Guardavias de Charles Dickens

1. El Guardavias.



-¡Hola, el de ahí abajo! Cuando escuchó una voz que le llamaba de esa manera estaba de pie en la puerta de la caseta, con una bandera en la mano enrollada alrededor de un palo corto. Teniendo en cuenta la naturaleza del terreno, cualquiera hubiera pensado que no podía dudar con respecto al lugar del que procedía la voz; pero en lugar de mirar hacia arriba, donde estaba yo, de pie sobre un empinado desmonte situado justo encima de su cabeza, se dio la vuelta y miró hacia la vía.
 Había algo especial en la forma en que lo hizo, aunque yo no pudiera captar de qué se trataba exactamente.
 Lo que sí sé es que fue lo bastante notable como para llamar mi atención, a pesar de que su figura, situada abajo, en la profunda zanja, se encontraba un tanto lejana y ensombrecida, y yo me hallaba muy por encima de él, tan de cara al resplandor de un furioso ocaso que tuve que protegerme los ojos con la mano antes de poder verlo. -¡Hola, ahí abajo!

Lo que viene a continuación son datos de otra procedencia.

//! Printable request report: HTML from a Handlebars template, then PDF

use crate::clients::{looks_like_pdf, PdfConverter};
use crate::error::{LogisticsError, Result};
use crate::ledger::load_request;
use crate::registry::load_client;
use crate::storage::Database;
use crate::tracker::load_shipment_for_request;
use chrono::{DateTime, NaiveDate, Utc};
use handlebars::Handlebars;
use logistics_types::{Client, ContactPerson, Request, RequestId, Shipment};
use rust_decimal::Decimal;
use serde::Serialize;
use std::path::Path;
use std::sync::Arc;

const TEMPLATE_NAME: &str = "request_pdf";
const EMBEDDED_TEMPLATE: &str = include_str!("../../templates/request_pdf.hbs");

/// Placeholder for empty fields in the report
const EMPTY: &str = "—";

/// A rendered PDF and the file name it is offered under
#[derive(Debug, Clone)]
pub struct RenderedReport {
    pub filename: String,
    pub bytes: Vec<u8>,
}

impl RenderedReport {
    /// `Content-Disposition` value offering the report as a download
    pub fn content_disposition(&self) -> String {
        format!("attachment; filename=\"{}\"", self.filename)
    }
}

/// `Заявка_<number>_<YYYYMMDD>.pdf`
pub fn report_filename(request: &Request) -> String {
    format!(
        "Заявка_{}_{}.pdf",
        request.request_number,
        request.request_date.format("%Y%m%d")
    )
}

pub struct ReportRenderer {
    db: Database,
    converter: Arc<dyn PdfConverter>,
    handlebars: Handlebars<'static>,
}

impl ReportRenderer {
    pub fn new(db: Database, converter: Arc<dyn PdfConverter>) -> Result<Self> {
        let mut handlebars = Handlebars::new();
        handlebars
            .register_template_string(TEMPLATE_NAME, EMBEDDED_TEMPLATE)
            .map_err(|e| LogisticsError::Template(e.to_string()))?;

        Ok(Self {
            db,
            converter,
            handlebars,
        })
    }

    /// Replace the embedded template with one read from disk
    pub fn with_template_file<P: AsRef<Path>>(mut self, path: P) -> Result<Self> {
        let path = path.as_ref();
        let source = std::fs::read_to_string(path).map_err(|e| {
            LogisticsError::Template(format!(
                "Failed to read template file {}: {}",
                path.display(),
                e
            ))
        })?;

        self.handlebars
            .register_template_string(TEMPLATE_NAME, source)
            .map_err(|e| LogisticsError::Template(format!("{}: {}", path.display(), e)))?;

        log::info!("Using request report template {}", path.display());
        Ok(self)
    }

    /// Report HTML of a request, without conversion
    pub fn render_request_html(&self, request_id: RequestId) -> Result<String> {
        Ok(self.render_html(request_id, Utc::now())?.1)
    }

    /// Report of a request as a PDF document
    pub async fn render_request_pdf(&self, request_id: RequestId) -> Result<RenderedReport> {
        let (request, html) = self.render_html(request_id, Utc::now())?;

        let bytes = self.converter.convert_html(&html).await.map_err(|e| {
            log::error!("PDF conversion failed for request {}: {}", request_id, e);
            match e {
                LogisticsError::Render(_) => e,
                other => LogisticsError::Render(other.to_string()),
            }
        })?;

        if !looks_like_pdf(&bytes) {
            log::error!("Converter returned a non-PDF body for request {}", request_id);
            return Err(LogisticsError::Render(
                "Converter output is not a PDF document".to_string(),
            ));
        }

        let report = RenderedReport {
            filename: report_filename(&request),
            bytes,
        };
        log::info!(
            "Rendered {} ({} bytes) for request {}",
            report.filename,
            report.bytes.len(),
            request_id
        );
        Ok(report)
    }

    fn render_html(&self, request_id: RequestId, now: DateTime<Utc>) -> Result<(Request, String)> {
        let (request, client, shipment) = {
            let conn = self.db.connection()?;
            let request = load_request(&conn, request_id)?;
            let client = load_client(&conn, request.client_id)?;
            let shipment = load_shipment_for_request(&conn, request_id)?;
            (request, client, shipment)
        };

        let context = ReportContext::new(&request, &client, shipment.as_ref(), now);
        let html = self
            .handlebars
            .render(TEMPLATE_NAME, &context)
            .map_err(|e| LogisticsError::Template(e.to_string()))?;

        Ok((request, html))
    }
}

/// Template data. Every value is pre-formatted for print.
#[derive(Debug, Serialize)]
struct ReportContext {
    title: String,
    request: RequestView,
    client: ClientView,
    shipment: Option<ShipmentView>,
    current_time: String,
}

#[derive(Debug, Serialize)]
struct RequestView {
    number: i64,
    date: String,
    shipment_number: String,
    transport_type: String,
    transport_at_border: String,
    consignor: String,
    consignee: String,
    country_of_origin: String,
    gross_weight: String,
    volume: String,
    declared_value: String,
    currency: String,
    insurance_required: String,
    special_notes: String,
    manager: String,
}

Él seguía mirando la vía, pero volvió a darse la vuelta y, al levantar la vista, me vio allí arriba. -¿Hay algún camino por el que pueda bajar para hablar con usted? 
Miró hacia arriba sin responder y yo le contemplé sin querer presionarle repitiendo mi tonta pregunta.
  En ese preciso momento se produjo una vaga vibración en la tierra y el aire, que se convirtió rápidamente en una pulsación violenta y en una embestida que me obligó a retroceder para no caer abajo. 
Cuando se deshizo el vapor que se había elevado hasta mi altura desde el tren que pasó velozmente, y empezó a desvanecerse en el paisaje, volví a mirar hacia abajo y pude verle enrollar en el Palo la bandera que había extendido durante el paso del tren. 
Repetí la pregunta. 
Tras una pausa durante la cual pareció contemplarme con gran atención, señaló con la bandera enrollada hacia un punto situado a mi nivel, a unos doscientos o trescientos metros de distancia. -¡Entendido! -le grité dirigiéndome hacia ese lugar. 
Allí, a fuerza de examinar cuidadosamente la zona, encontré un tosco camino que descendía en zigzag, en el que habían excavado una especie de escalones, y bajé por él.
 La zanja era extremadamente profunda e inusualmente inclinada. 
Había sido excavada en una piedra viscosa que s e iba volviendo más rezumante y húmeda conforme bajaba. 
Por ese motivo el camino se me hizo lo bastante largo para recordar la sensación singular de desgana y obligación con la que me había indicado donde estaba.